**ASSIGNED TASK**.
Print all the records exactly, please.

——————

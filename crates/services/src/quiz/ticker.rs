use std::time::Duration;

use tokio::runtime::Handle;
use tokio::sync::mpsc::UnboundedSender;
use tokio::task::JoinHandle;
use tokio::time::{Instant, MissedTickBehavior};

use super::event::QuizEvent;

/// Countdown resolution.
pub const TICK_PERIOD: Duration = Duration::from_secs(1);

/// Source of the once-per-second countdown ticks.
///
/// The controller owns its ticker and is the only caller of these methods.
/// `start` must stop any tick source that is already running, so at most one
/// is ever active.
pub trait Ticker {
    /// Starts ticking; every tick is tagged with `generation`.
    fn start(&mut self, generation: u64);

    /// Stops ticking. Calling it on a stopped ticker does nothing.
    fn stop(&mut self);

    fn is_running(&self) -> bool;
}

//
// ─── INTERVAL TICKER ──────────────────────────────────────────────────────────
//

/// Ticker backed by a tokio task that pushes `QuizEvent::Tick` into the
/// event channel on a fixed period.
pub struct IntervalTicker {
    runtime: Handle,
    events: UnboundedSender<QuizEvent>,
    period: Duration,
    task: Option<JoinHandle<()>>,
}

impl IntervalTicker {
    #[must_use]
    pub fn new(runtime: Handle, events: UnboundedSender<QuizEvent>) -> Self {
        Self {
            runtime,
            events,
            period: TICK_PERIOD,
            task: None,
        }
    }

    #[must_use]
    pub fn with_period(mut self, period: Duration) -> Self {
        self.period = period;
        self
    }
}

impl Ticker for IntervalTicker {
    fn start(&mut self, generation: u64) {
        self.stop();

        let events = self.events.clone();
        let period = self.period;
        let task = self.runtime.spawn(async move {
            // First tick lands one full period after start, not immediately.
            let mut interval = tokio::time::interval_at(Instant::now() + period, period);
            interval.set_missed_tick_behavior(MissedTickBehavior::Delay);
            loop {
                interval.tick().await;
                if events.send(QuizEvent::Tick { generation }).is_err() {
                    tracing::debug!(generation, "event channel closed, ticker exiting");
                    break;
                }
            }
        });
        tracing::debug!(generation, ?period, "ticker started");
        self.task = Some(task);
    }

    fn stop(&mut self) {
        if let Some(task) = self.task.take() {
            task.abort();
            tracing::debug!("ticker stopped");
        }
    }

    fn is_running(&self) -> bool {
        self.task.as_ref().is_some_and(|task| !task.is_finished())
    }
}

impl Drop for IntervalTicker {
    fn drop(&mut self) {
        self.stop();
    }
}

//
// ─── MANUAL TICKER ────────────────────────────────────────────────────────────
//

/// Ticker that never fires on its own; the owner calls
/// `QuizController::tick` instead. Keeps start/stop bookkeeping so callers can
/// check the lifecycle.
#[derive(Debug, Clone, Default, PartialEq, Eq)]
pub struct ManualTicker {
    generation: Option<u64>,
    starts: usize,
    stops: usize,
}

impl ManualTicker {
    #[must_use]
    pub fn new() -> Self {
        Self::default()
    }

    /// Generation of the running tick source, if any.
    #[must_use]
    pub fn generation(&self) -> Option<u64> {
        self.generation
    }

    #[must_use]
    pub fn starts(&self) -> usize {
        self.starts
    }

    /// Number of times a running tick source was actually stopped.
    #[must_use]
    pub fn stops(&self) -> usize {
        self.stops
    }
}

impl Ticker for ManualTicker {
    fn start(&mut self, generation: u64) {
        self.stop();
        self.generation = Some(generation);
        self.starts += 1;
    }

    fn stop(&mut self) {
        if self.generation.take().is_some() {
            self.stops += 1;
        }
    }

    fn is_running(&self) -> bool {
        self.generation.is_some()
    }
}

——————

**RESULT OF THIS TASK**.
filename crates/services/src/quiz/ticker.rs
use std::time::Duration;

use tokio::runtime::Handle;
use tokio::sync::mpsc::UnboundedSender;
use tokio::task::JoinHandle;
use tokio::time::{Instant, MissedTickBehavior};

use super::event::QuizEvent;

/// Countdown resolution.
pub const TICK_PERIOD: Duration = Duration::from_secs(1);

/// Source of the once-per-second countdown ticks.
///
/// The controller owns its ticker and is the only caller of these methods.
/// `start` must stop any tick source that is already running, so at most one
/// is ever active.
pub trait Ticker {
    /// Starts ticking; every tick is tagged with `generation`.
    fn start(&mut self, generation: u64);

    /// Stops ticking. Calling it on a stopped ticker does nothing.
    fn stop(&mut self);

    fn is_running(&self) -> bool;
}

//
// ─── INTERVAL TICKER ──────────────────────────────────────────────────────────
//

/// Ticker backed by a tokio task that pushes `QuizEvent::Tick` into the
/// event channel on a fixed period.
pub struct IntervalTicker {
    runtime: Handle,
    events: UnboundedSender<QuizEvent>,
    period: Duration,
    task: Option<JoinHandle<()>>,
}

impl IntervalTicker {
    #[must_use]
    pub fn new(runtime: Handle, events: UnboundedSender<QuizEvent>) -> Self {
        Self {
            runtime,
            events,
            period: TICK_PERIOD,
            task: None,
        }
    }

    #[must_use]
    pub fn with_period(mut self, period: Duration) -> Self {
        self.period = period;
        self
    }
}

impl Ticker for IntervalTicker {
    fn start(&mut self, generation: u64) {
        self.stop();

        let events = self.events.clone();
        let period = self.period;
        let task = self.runtime.spawn(async move {
            // First tick lands one full period after start, not immediately.
            let mut interval = tokio::time::interval_at(Instant::now() + period, period);
            interval.set_missed_tick_behavior(MissedTickBehavior::Delay);
            loop {
                interval.tick().await;
                if events.send(QuizEvent::Tick { generation }).is_err() {
                    tracing::debug!(generation, "event channel closed, ticker exiting");
                    break;
                }
            }
        });
        tracing::debug!(generation, ?period, "ticker started");
        self.task = Some(task);
    }

    fn stop(&mut self) {
        if let Some(task) = self.task.take() {
            task.abort();
            tracing::debug!("ticker stopped");
        }
    }

    fn is_running(&self) -> bool {
        self.task.as_ref().is_some_and(|task| !task.is_finished())
    }
}

impl Drop for IntervalTicker {
    fn drop(&mut self) {
        self.stop();
    }
}

//
// ─── MANUAL TICKER ────────────────────────────────────────────────────────────
//

/// Ticker that never fires on its own; the owner calls
/// `QuizController::tick` instead. Keeps start/stop bookkeeping so callers can
/// check the lifecycle.
#[derive(Debug, Clone, Default, PartialEq, Eq)]
pub struct ManualTicker {
    generation: Option<u64>,
    starts: usize,
    stops: usize,
}

impl ManualTicker {
    #[must_use]
    pub fn new() -> Self {
        Self::default()
    }

    /// Generation of the running tick source, if any.
    #[must_use]
    pub fn generation(&self) -> Option<u64> {
        self.generation
    }

    #[must_use]
    pub fn starts(&self) -> usize {
        self.starts
    }

    /// Number of times a running tick source was actually stopped.
    #[must_use]
    pub fn stops(&self) -> usize {
        self.stops
    }
}

impl Ticker for ManualTicker {
    fn start(&mut self, generation: u64) {
        self.stop();
        self.generation = Some(generation);
        self.starts += 1;
    }

    fn stop(&mut self) {
        if self.generation.take().is_some() {
            self.stops += 1;
        }
    }

    fn is_running(&self) -> bool {
        self.generation.is_some()
    }
}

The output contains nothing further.